Japanese Language Program
Poised just off the edge of the Asian continent, Japan has been an important bridge between Asian and Western cultures since the l9th century.
Gateway to the East
Many vocabulary items in modern Chinese and Korean were coined from Japanese inventions for English words such as "electricity" and "democracy." In addition to serving as a mediator of Western scientific and technological knowledge for Asia, Japan is a center of commerce, trade, education, and culture in East Asia. Today, in Asia, "Japan is in vogue," writes a Taiwanese scholar. Japan is a trendsetter for Asian fashion, and "Japanese cultural commodities are ubiquitous" throughout Asia (and, one might add, through manga, anime, Godzilla, Ultraman and the Pokemon, throughout the West as well.) Japan, one might say, is the gateway to the East.

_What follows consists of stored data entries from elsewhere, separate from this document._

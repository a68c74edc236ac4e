use config::{Config, ConfigError, Environment, File};
use serde::Deserialize;
use dotenv::dotenv;
use std::{env, fmt, str::FromStr, time::Duration};
use url::Url;
use zeroize::Zeroizing;

#[derive(Debug, Deserialize, Clone, PartialEq)]
#[serde(rename_all = "lowercase")]
pub enum AppEnvironment {
    Development,
    Production,
    Testing,
}

impl FromStr for AppEnvironment {
    type Err = ConfigError;

    fn from_str(s: &str) -> Result<Self, Self::Err> {
        match s.to_lowercase().as_str() {
            "development" => Ok(AppEnvironment::Development),
            "production" => Ok(AppEnvironment::Production),
            "testing" => Ok(AppEnvironment::Testing),
            _ => Err(ConfigError::Message(format!("Invalid environment: {}", s))),
        }
    }
}

#[derive(Deserialize, Clone)]
#[serde(rename_all = "snake_case")]
pub struct AppConfig {
    #[serde(default = "default_env")]
    pub env: AppEnvironment,

    #[serde(default = "default_name")]
    pub name: String,

    #[serde(default = "default_port")]
    pub port: u16,

    #[serde(default = "default_host")]
    pub host: String,

    #[serde(default = "default_worker_count")]
    pub worker_count: usize,

    #[serde(default = "default_cors_origins")]
    pub cors_allowed_origins: Vec<String>,

    /// Public URL of the rendered site, used for canonical and OG links.
    #[serde(default = "default_site_url")]
    pub site_url: String,

    #[serde(default)]
    pub sanity: SanityConfig,
}

/// Connection settings for the Sanity content lake.
///
/// A missing project id or dataset is not a startup error: the service keeps
/// serving the bundled fallback dataset and reports `warning` on health.
#[derive(Deserialize, Clone)]
#[serde(rename_all = "snake_case")]
pub struct SanityConfig {
    #[serde(default)]
    pub project_id: Option<String>,

    #[serde(default)]
    pub dataset: Option<String>,

    #[serde(default = "default_api_version")]
    pub api_version: String,

    /// Write credential. Never needed on the read path.
    #[serde(default)]
    pub token: Option<Zeroizing<String>>,

    #[serde(default)]
    pub use_cdn: bool,

    /// Overrides `https://<project>.api.sanity.io`. Used by tests and proxies.
    #[serde(default)]
    pub api_host: Option<String>,

    #[serde(default = "default_timeout_secs")]
    pub timeout_secs: u64,

    #[serde(default = "default_max_retries")]
    pub max_retries: u32,

    #[serde(default = "default_retry_step_ms")]
    pub retry_step_ms: u64,

    #[serde(default = "default_retry_cap_ms")]
    pub retry_cap_ms: u64,
}

fn default_env() -> AppEnvironment {
    AppEnvironment::Development
}
fn default_name() -> String {
    "Portfolio-Content".to_string()
}
fn default_port() -> u16 {
    8080
}
fn default_host() -> String {
    "127.0.0.1".to_string()
}
fn default_worker_count() -> usize {
    num_cpus::get()
}
fn default_cors_origins() -> Vec<String> {
    vec!["*".to_string()]
}
fn default_site_url() -> String {
    "http://localhost:3000".to_string()
}
fn default_api_version() -> String {
    "2024-01-01".to_string()
}
fn default_timeout_secs() -> u64 {
    10
}
fn default_max_retries() -> u32 {
    3
}
fn default_retry_step_ms() -> u64 {
    1_000
}
fn default_retry_cap_ms() -> u64 {
    10_000
}

impl Default for SanityConfig {
    fn default() -> Self {
        SanityConfig {
            project_id: None,
            dataset: None,
            api_version: default_api_version(),
            token: None,
            use_cdn: false,
            api_host: None,
            timeout_secs: default_timeout_secs(),
            max_retries: default_max_retries(),
            retry_step_ms: default_retry_step_ms(),
            retry_cap_ms: default_retry_cap_ms(),
        }
    }
}

impl SanityConfig {
    pub fn is_configured(&self) -> bool {
        let present = |v: &Option<String>| v.as_deref().is_some_and(|s| !s.trim().is_empty());
        present(&self.project_id) && present(&self.dataset)
    }

    pub fn timeout(&self) -> Duration {
        Duration::from_secs(self.timeout_secs)
    }

    /// Linear backoff capped at `retry_cap_ms`: attempt 1 waits one step,
    /// attempt 2 two steps, and so on.
    pub fn retry_delay(&self, attempt: u32) -> Duration {
        let millis = self.retry_step_ms.saturating_mul(attempt as u64).min(self.retry_cap_ms);
        Duration::from_millis(millis)
    }
}

impl AppConfig {
    pub fn new() -> Result<Self, ConfigError> {
        dotenv().ok();

        let raw_env = env::var("APP_ENV").unwrap_or_else(|_| "development".into());
        let env_name = AppEnvironment::from_str(&raw_env)
            .map_err(|_| ConfigError::Message(format!("Invalid APP_ENV value: {}", raw_env)))?;

        let builder = Config::builder()
            .add_source(File::with_name("config/default").required(false))
            .add_source(File::with_name(&format!("config/{}", env_name)).required(false))
            .add_source(Environment::with_prefix("APP").prefix_separator("_").separator("__").ignore_empty(true));

        let mut config: Self = builder.build()?.try_deserialize()?;

        config.env = env_name;

        // The front end's variable names are honoured when the APP_ ones are absent
        fill_from_env(&mut config.sanity.project_id, "SANITY_PROJECT_ID");
        fill_from_env(&mut config.sanity.dataset, "SANITY_DATASET");
        if config.sanity.token.is_none() {
            config.sanity.token = env::var("SANITY_PROJECT_TOKEN").ok().map(Zeroizing::new);
        }
        if let Ok(site_url) = env::var("SITE_URL") {
            config.site_url = site_url;
        }

        config.validate()?;
        Ok(config)
    }

    pub fn validate(&self) -> Result<(), ConfigError> {
        let mut errors = Vec::new();

        if Url::parse(&self.site_url).is_err() {
            errors.push("SITE_URL must be an absolute URL");
        }
        if let Some(host) = &self.sanity.api_host {
            if Url::parse(host).is_err() {
                errors.push("SANITY__API_HOST must be an absolute URL");
            }
        }
        if self.sanity.timeout_secs == 0 {
            errors.push("SANITY__TIMEOUT_SECS must be greater than zero");
        }
        if self.is_production() && self.cors_origins().iter().any(|o| o == "*") {
            errors.push("Wildcard CORS (*) is not allowed in production");
        }

        if errors.is_empty() {
            Ok(())
        } else {
            Err(ConfigError::Message(errors.join(", ")))
        }
    }

    pub fn is_production(&self) -> bool {
        self.env == AppEnvironment::Production
    }

    pub fn cors_origins(&self) -> Vec<String> {
        self.cors_allowed_origins
            .iter()
            .flat_map(|origin| origin.split(','))
            .map(|s| s.trim().to_string())
            .filter(|s| !s.is_empty())
            .collect()
    }

    /// Site URL without a trailing slash, ready for joining paths.
    pub fn site_base(&self) -> &str {
        self.site_url.trim_end_matches('/')
    }
}

fn fill_from_env(current: &mut Option<String>, env_key: &str) {
    if current.as_deref().is_none_or(|v| v.trim().is_empty()) {
        *current = env::var(env_key).ok().filter(|v| !v.trim().is_empty());
    }
}

impl fmt::Display for AppEnvironment {
    fn fmt(&self, f: &mut fmt::Formatter<'_>) -> fmt::Result {
        let s = match self {
            AppEnvironment::Development => "development",
            AppEnvironment::Production => "production",
            AppEnvironment::Testing => "testing",
        };
        write!(f, "{s}")
    }
}

trait Redact {
    fn redact(&self) -> &str;
}

impl Redact for Option<Zeroizing<String>> {
    fn redact(&self) -> &str {
        match self {
            Some(token) if !token.is_empty() => "[REDACTED]",
            _ => "[MISSING]",
        }
    }
}

impl fmt::Debug for AppConfig {
    fn fmt(&self, f: &mut fmt::Formatter<'_>) -> fmt::Result {
        f.debug_struct("AppConfig")
            .field("env", &self.env)
            .field("name", &self.name)
            .field("port", &self.port)
            .field("host", &self.host)
            .field("worker_count", &self.worker_count)
            .field("cors_allowed_origins", &self.cors_allowed_origins)
            .field("site_url", &self.site_url)
            .field("sanity", &self.sanity)
            .finish()
    }
}

impl fmt::Debug for SanityConfig {
    fn fmt(&self, f: &mut fmt::Formatter<'_>) -> fmt::Result {
        f.debug_struct("SanityConfig")
            .field("project_id", &self.project_id)
            .field("dataset", &self.dataset)
            .field("api_version", &self.api_version)
            .field("token", &self.token.redact())
            .field("use_cdn", &self.use_cdn)
            .field("api_host", &self.api_host)
            .field("timeout_secs", &self.timeout_secs)
            .field("max_retries", &self.max_retries)
            .finish()
    }
}
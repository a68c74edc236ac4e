use actix_web::{get, HttpResponse, Responder};

#[get("/")]
pub async fn home() -> impl Responder {
    HttpResponse::Ok().json(serde_json::json!({
        "message": "Portfolio content API",
        "status": "Ok",
        "version": env!("CARGO_PKG_VERSION"),
        "health": "/api/v1/health",
        "endpoints": [
            "/api/v1/portfolio",
            "/api/v1/pages/home",
            "/api/v1/projects",
            "/api/v1/uses",
            "/api/v1/site",
            "/api/v1/blog/posts",
            "/api/v1/blog/slugs"
        ]
    }))
}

Students who have studied in KU's Japanese Language and Literature/Culture program have found employment in countries around the world. One student who combined computer science studies with Japanese worked for a Japanese computer firm in Japan and then for an American film that based him in Zurich, Switzerland. Another student added Japanese studies to his business major, attended Sophia University through KU's Study Abroad Program, and is today a CPA with the Deutsche Bank Group in Tokyo. Another combined Japanese with computer science, acquired a law degree, and became a legal expert on technical affairs in charge of Microsoft's Pacific Region. Yet another former Japanese major now teaches English at a Yokohama National University and acts in Japanese television dramas and t.v. commercials. Many who majored in Japanese have gone on to graduate studies at Michigan, Columbia, the University of California, and other universities. Many are now teaching Japanese language and literature/culture at universities, colleges, and high schools.
Beyond the practical advantages that come to those who learn it, studying Japanese possesses its own intrinsic rewards. Learning a language whose syntax is virtually the reverse of that of English and whose writing system of two phonetic syllabaries and several thousand Chinese characters is the world's most complex, exercises the mind in unique ways. Learning the language opens the door to the world of a very different culture, with very different thinking patterns and over a millennium of outstanding cultural achievement. And as anyone who has made the effort to learn Japanese can attest, studying the Japanese language can be the beginning of a fascinating, all encompassing relationship with a people that grows richer and more interesting as one goes on.